The Heavens And The Earth Are Finished
his proclaims the fact that when the heavens and the earth were completed, they were a brilliant array.

I think one can say without fear of any scriptural contradiction that everything, including the heavens, was affected negatively in some way as a result of the fall. In fact, Paul said in relation to this, “For we know that the whole creation groans and travails in pain together until now” (Rom. 8:22).

So, as beautiful as the heavens are presently, how must they have looked before the fall? As far as our ability to view what presently is there, even that has been greatly impeded in this industrial age.

In the early 1970s, Frances and I, along with Donnie and Debbie and others, were in South Africa in a series of meetings.

At the conclusion of the meetings, we had two or three days’ layover, which we spent at the Kruger Game Preserve, one of the largest in the world.

I remember that on the first night we were there, I walked outside the little hut in which we were staying and looked up at the stars. It was something I had never seen in all of my life. It seemed as if the heavens were literally blanketed with stars. Because of the pollution in the air back in the states, I had not seen anything of this nature. For nearly an hour I suppose, I stood there mesmerized, looking at this carpet of stars in the heavens, which was so beautiful as to be beyond description.

So, if one can think back in his imagination to before the fall, the heavens at that time must have been an array of unimagined beauty. They will be that way again. John the Beloved said, “And I saw a new heaven and a new earth: for the first heaven and the first earth were passed away; and there was no more sea” (Rev. 21:1).

Finished
When the Lord said that the creation, or possibly one should say, the re-creation, was finished, all was pristine and beautiful beyond compare. About 4,000 years later, while hanging on a cruel Cross, His Son would again say, “It is finished,” and the way back to God was then open, but what a price had to be paid! In fact, it was such a price as to make the original creation seem as if it were nothing. As beautiful as material things might be, they are still just things; however, the Son of God gave His life on that Cross, and nothing can equal that.

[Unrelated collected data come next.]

use thiserror::Error;

#[derive(Error, Debug)]
pub enum ApiError {
    #[error("Access denied: {0}")]
    AccessDenied(String),

    #[error("Unauthorized - token may be expired")]
    Unauthorized,

    #[error("Resource not found: {0}")]
    NotFound(String),

    #[error("Invalid request: {0}")]
    BadRequest(String),

    #[error("Rate limited - please wait before retrying")]
    RateLimited,

    #[error("Server error: {0}")]
    ServerError(String),

    #[error("Network error: {0}")]
    NetworkError(#[from] reqwest::Error),

    #[error("Invalid response: {0}")]
    InvalidResponse(String),

    #[error("Invalid path parameter '{0}'")]
    InvalidPath(String),
}

/// Maximum length for error response bodies in error messages
const MAX_ERROR_BODY_LENGTH: usize = 500;

impl ApiError {
    /// Truncate a response body to avoid logging excessive data
    fn truncate_body(body: &str) -> String {
        match body.char_indices().nth(MAX_ERROR_BODY_LENGTH) {
            None => body.to_string(),
            Some((idx, _)) => format!("{}... (truncated, {} total bytes)", &body[..idx], body.len()),
        }
    }

    pub fn from_status(status: reqwest::StatusCode, body: &str) -> Self {
        let truncated = Self::truncate_body(body);
        match status.as_u16() {
            400 | 422 => ApiError::BadRequest(truncated),
            401 => ApiError::Unauthorized,
            403 => ApiError::AccessDenied(truncated),
            404 => ApiError::NotFound(truncated),
            429 => ApiError::RateLimited,
            500..=599 => ApiError::ServerError(truncated),
            _ => ApiError::InvalidResponse(format!("Status {}: {}", status, truncated)),
        }
    }
}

On a coming day, the final words will then be said, “It is done” (Rev. 21:6). In fact, this will be after the millennial reign when the new heaven and the new earth will be brought into being. Then, Satan and all of his cohorts of darkness will be placed in the lake of fire forever and forever, and sin will be only a bad memory, if that.

The Seventh Day
“And on the seventh day God ended His work which He had made; and He rested on the seventh day from all His work which He had made” (Gen. 2:2).

This presents an anthropomorphic statement. In other words, it’s a statement made about God in the ways and manner of men so that we might understand it better. God cannot be conceived as resting or as needing rest through either exhaustion or fatigue. The prophet said of Him that He “faints not, neither is weary” (Isa. 40:28). Cessation from previous occupation is all that is implied in this statement.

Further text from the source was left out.